_WHAT YOU WILL DO_. Could you work out the number of lines in the listing that include the word "time" and reply with that figure alone?
** RECORDS FOR THIS TASK follows **
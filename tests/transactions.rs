mod common;

use std::time::Duration;

use common::setup_state;
use food_order_api::{
    entity::orders,
    error::AppError,
    models::{NewOrder, OrderStatus},
    repository::{CustomerRepository, OrderRepository},
    transactor::{Session, Transactor},
};
use sea_orm::{ConnectionTrait, EntityTrait, PaginatorTrait};
use uuid::Uuid;

fn customers_of(state: &food_order_api::state::AppState) -> (Transactor, CustomerRepository) {
    let transactor = Transactor::new(state.orm.clone());
    let customers = CustomerRepository::new(transactor.clone());
    (transactor, customers)
}

#[tokio::test]
async fn committed_work_is_visible_afterwards() -> anyhow::Result<()> {
    let state = setup_state().await?;
    let (transactor, customers) = customers_of(&state);
    let repo = &customers;

    let created = transactor
        .run_in_transaction(&Session::pooled(), move |session| async move {
            assert!(session.in_transaction());
            repo.create(&session, "+15551000001", None).await
        })
        .await?;

    let found = customers
        .get_by_phone(&Session::pooled(), "+15551000001")
        .await?
        .expect("committed customer");
    assert_eq!(found.id, created.id);
    Ok(())
}

#[tokio::test]
async fn failed_work_rolls_back_and_keeps_its_error() -> anyhow::Result<()> {
    let state = setup_state().await?;
    let (transactor, customers) = customers_of(&state);
    let repo = &customers;

    let result: Result<(), AppError> = transactor
        .run_in_transaction(&Session::pooled(), move |session| async move {
            repo.create(&session, "+15551000002", None).await?;
            Err(AppError::BadRequest("stop".into()))
        })
        .await;
    assert!(matches!(result, Err(AppError::BadRequest(msg)) if msg == "stop"));

    assert!(
        customers
            .get_by_phone(&Session::pooled(), "+15551000002")
            .await?
            .is_none()
    );
    Ok(())
}

#[tokio::test]
async fn nested_transaction_fails_the_outer_one() -> anyhow::Result<()> {
    let state = setup_state().await?;
    let (transactor, customers) = customers_of(&state);
    let repo = &customers;
    let tx = &transactor;

    let result = transactor
        .run_in_transaction(&Session::pooled(), move |session| async move {
            repo.create(&session, "+15551000003", None).await?;
            tx.run_in_transaction(&session, |_inner| async { Ok(()) }).await
        })
        .await;
    assert!(matches!(result, Err(AppError::Consistency(_))));

    assert!(
        customers
            .get_by_phone(&Session::pooled(), "+15551000003")
            .await?
            .is_none()
    );
    Ok(())
}

// A unit of work that smuggles its session out must not commit.
#[tokio::test]
async fn leaked_session_is_refused_and_rolled_back() -> anyhow::Result<()> {
    let state = setup_state().await?;
    let (transactor, customers) = customers_of(&state);
    let repo = &customers;

    let result = transactor
        .run_in_transaction(&Session::pooled(), move |session| async move {
            repo.create(&session, "+15551000006", None).await?;
            Ok(session)
        })
        .await;
    assert!(matches!(result, Err(AppError::Consistency(_))));

    assert!(
        customers
            .get_by_phone(&Session::pooled(), "+15551000006")
            .await?
            .is_none()
    );
    Ok(())
}

// Foreign keys checked at commit time make the commit itself fail.
#[tokio::test]
async fn failed_commit_is_surfaced() -> anyhow::Result<()> {
    let state = setup_state().await?;
    let transactor = Transactor::new(state.orm.clone());
    let orders_repo = OrderRepository::new(transactor.clone());
    let (tx, repo) = (&transactor, &orders_repo);

    let draft = NewOrder {
        user_id: Uuid::new_v4(),
        restaurant_id: Uuid::new_v4(),
        status: OrderStatus::AwaitingPayment,
        total_amount: 0,
        items: Vec::new(),
        pick_up: false,
    };

    let result = transactor
        .run_in_transaction(&Session::pooled(), move |session| async move {
            tx.conn(&session)?
                .execute_unprepared("PRAGMA defer_foreign_keys = ON")
                .await?;
            repo.create(&session, &draft).await
        })
        .await;
    assert!(matches!(result, Err(AppError::OrmError(_))));

    assert_eq!(orders::Entity::find().count(&state.orm).await?, 0);
    Ok(())
}

#[tokio::test]
async fn transactional_session_reads_its_own_writes() -> anyhow::Result<()> {
    let state = setup_state().await?;
    let (transactor, customers) = customers_of(&state);
    let repo = &customers;

    transactor
        .run_in_transaction(&Session::pooled(), move |session| async move {
            repo.create(&session, "+15551000004", None).await?;
            let seen = repo.get_by_phone(&session, "+15551000004").await?;
            assert!(seen.is_some());
            Ok(())
        })
        .await?;
    Ok(())
}

#[tokio::test]
async fn abandoned_transaction_is_rolled_back() -> anyhow::Result<()> {
    let state = setup_state().await?;
    let (transactor, customers) = customers_of(&state);
    let repo = &customers;

    let outcome = tokio::time::timeout(
        Duration::from_millis(50),
        transactor.run_in_transaction(&Session::pooled(), move |session| async move {
            repo.create(&session, "+15551000005", None).await?;
            tokio::time::sleep(Duration::from_secs(5)).await;
            Ok(())
        }),
    )
    .await;
    assert!(outcome.is_err(), "deadline must fire first");

    assert!(
        customers
            .get_by_phone(&Session::pooled(), "+15551000005")
            .await?
            .is_none()
    );
    Ok(())
}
** End of RECORDS FOR THIS TASK **
_RESULT FOR THIS TASK_. 4